What language is needed in the ERISA plan to confer discretion? 

The bar was just raised in the 4th Circuit.

Here’s the case of Cosey v. Prudential Insurance Company of America, [PDF] __F.3d__ (November 12, 2013).

FACTS:  Cosey was a marketing manager, eligible for short and long term disability (LTD) benefits under the company ERISA plan.  The LTD plan, administered by Prudential, stated that benefits will be paid only if the claimant “submit[s] proof of continuing disability satisfactory to Prudential” (emphasis added).

ISSUE:  Does the language confer discretion, or does the de novo standard of review apply?

4th CIRCUIT HELDDe novo review applies—the language did not confer discretion.
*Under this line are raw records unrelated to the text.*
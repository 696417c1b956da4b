//! crates/quiz_core/src/ports.rs
//!
//! Defines the service contracts (traits) for the quiz engine's collaborators.
//! These traits form the boundary of the hexagonal architecture, allowing the core
//! to be independent of the question pool, the points ledger, the activity feed
//! and the storage backend.

use async_trait::async_trait;
use chrono::{DateTime, Utc};
use serde::{Deserialize, Serialize};
use std::collections::{BTreeMap, BTreeSet};

use crate::domain::{PlayerId, Question, QuizDefinition, QuizId, QuizSession, Tag};

//=========================================================================================
// Generic Port Error and Result Types
//=========================================================================================

/// A generic error type for all port operations.
/// This abstracts away the specific errors from external services (e.g., database).
#[derive(Debug, thiserror::Error)]
pub enum PortError {
    #[error("Item not found: {0}")]
    NotFound(String),
    #[error("An unexpected error occurred: {0}")]
    Unexpected(String),
}

/// A convenience type alias for `Result<T, PortError>`.
pub type PortResult<T> = Result<T, PortError>;

//=========================================================================================
// Port Payloads
//=========================================================================================

/// The two currencies the ledger understands.
#[derive(Debug, Clone, Copy, PartialEq, Eq, Serialize, Deserialize)]
#[serde(rename_all = "snake_case")]
pub enum Amount {
    Points(i64),
    Gold(i64),
}

/// A single categorized delta for the points/gold ledger.
#[derive(Debug, Clone, PartialEq, Eq, Serialize, Deserialize)]
pub struct ScoreCredit {
    pub player_id: PlayerId,
    /// The game the credit originates from, if any.
    pub source: Option<String>,
    pub category: String,
    pub amount: Amount,
}

/// A templated, human-readable notice for the activity feed.
///
/// `template` contains `{name}` placeholders filled from `fields`.
#[derive(Debug, Clone, PartialEq, Eq, Serialize, Deserialize)]
pub struct ActivityNotice {
    pub player_id: PlayerId,
    pub template: String,
    pub fields: BTreeMap<String, String>,
}

impl ActivityNotice {
    pub fn new(player_id: PlayerId, template: impl Into<String>) -> Self {
        Self {
            player_id,
            template: template.into(),
            fields: BTreeMap::new(),
        }
    }

    pub fn with_field(mut self, name: impl Into<String>, value: impl ToString) -> Self {
        self.fields.insert(name.into(), value.to_string());
        self
    }

    /// Substitutes every known `{field}` in the template. Unknown placeholders are left as-is.
    pub fn render(&self) -> String {
        self.fields
            .iter()
            .fold(self.template.clone(), |text, (name, value)| {
                text.replace(&format!("{{{}}}", name), value)
            })
    }
}

//=========================================================================================
// Service Ports (Traits)
//=========================================================================================

#[async_trait]
pub trait QuestionProvider: Send + Sync {
    /// Returns every question in `category` carrying at least one of `tags`, or
    /// the whole category when `tags` is empty. No ordering is guaranteed.
    async fn fetch(&self, tags: &BTreeSet<Tag>, category: &str) -> PortResult<Vec<Question>>;
}

#[async_trait]
pub trait ScoringSink: Send + Sync {
    /// Credits a points or gold delta to a player.
    async fn score(&self, credit: ScoreCredit) -> PortResult<()>;
}

#[async_trait]
pub trait ActivityFeed: Send + Sync {
    async fn record(&self, notice: ActivityNotice) -> PortResult<()>;
}

/// Storage for definitions and sessions. Sessions are loaded with their
/// questions and attempts and written back whole at explicit save points.
#[async_trait]
pub trait QuizRepository: Send + Sync {
    // --- Quiz Definitions ---
    async fn get_quiz(&self, quiz_id: QuizId) -> PortResult<QuizDefinition>;

    async fn list_quizzes(&self) -> PortResult<Vec<QuizDefinition>>;

    async fn save_quiz(&self, quiz: &QuizDefinition) -> PortResult<()>;

    // --- Sessions ---
    async fn find_session(&self, player_id: PlayerId, quiz_id: QuizId) -> PortResult<Option<QuizSession>>;

    async fn list_sessions_for_player(&self, player_id: PlayerId) -> PortResult<Vec<QuizSession>>;

    async fn save_session(&self, session: &QuizSession) -> PortResult<()>;
}

/// The single time source an operation reads from.
pub trait Clock: Send + Sync {
    fn now(&self) -> DateTime<Utc>;
}

/// Wall-clock time in UTC.
#[derive(Debug, Clone, Copy, Default)]
pub struct SystemClock;

impl Clock for SystemClock {
    fn now(&self) -> DateTime<Utc> {
        Utc::now()
    }
}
  1. “[F]ive of our sister circuits recently have held that this language does not unambiguously confer discretionary authority…. We agree with the conclusions reached by the five sister circuits.”  Op. at 7.
  2. “[T]he phrase ‘proof satisfactory to us’ is inherently ambiguous. Op. at 7-8
  3. The phrase does not clearly confer discretion because “such a construction…would not be an insured employee’s ‘most likely’ interpretation of that language.”  Op. at 8.
  4. [A]mbiguities in an ERISA plan must be construed against the administrator responsible for drafting the plan.”  Op. at 9.
  5. The court sidesteps language in Gallagher v. Reliance Standard, 305 F.3d 264, 268, 269 (4th Cir. 2002).  There, the 4th Circuit stated that plan language requiring that a claimant submit “proof…that is satisfactory to [the plan administrator]would “occasion abuse of discretion review.” But in this case the 4th Circuit stated the language in Gallagher was “dictum and does not bind our consideration of the plan language before us.” Op. at 7.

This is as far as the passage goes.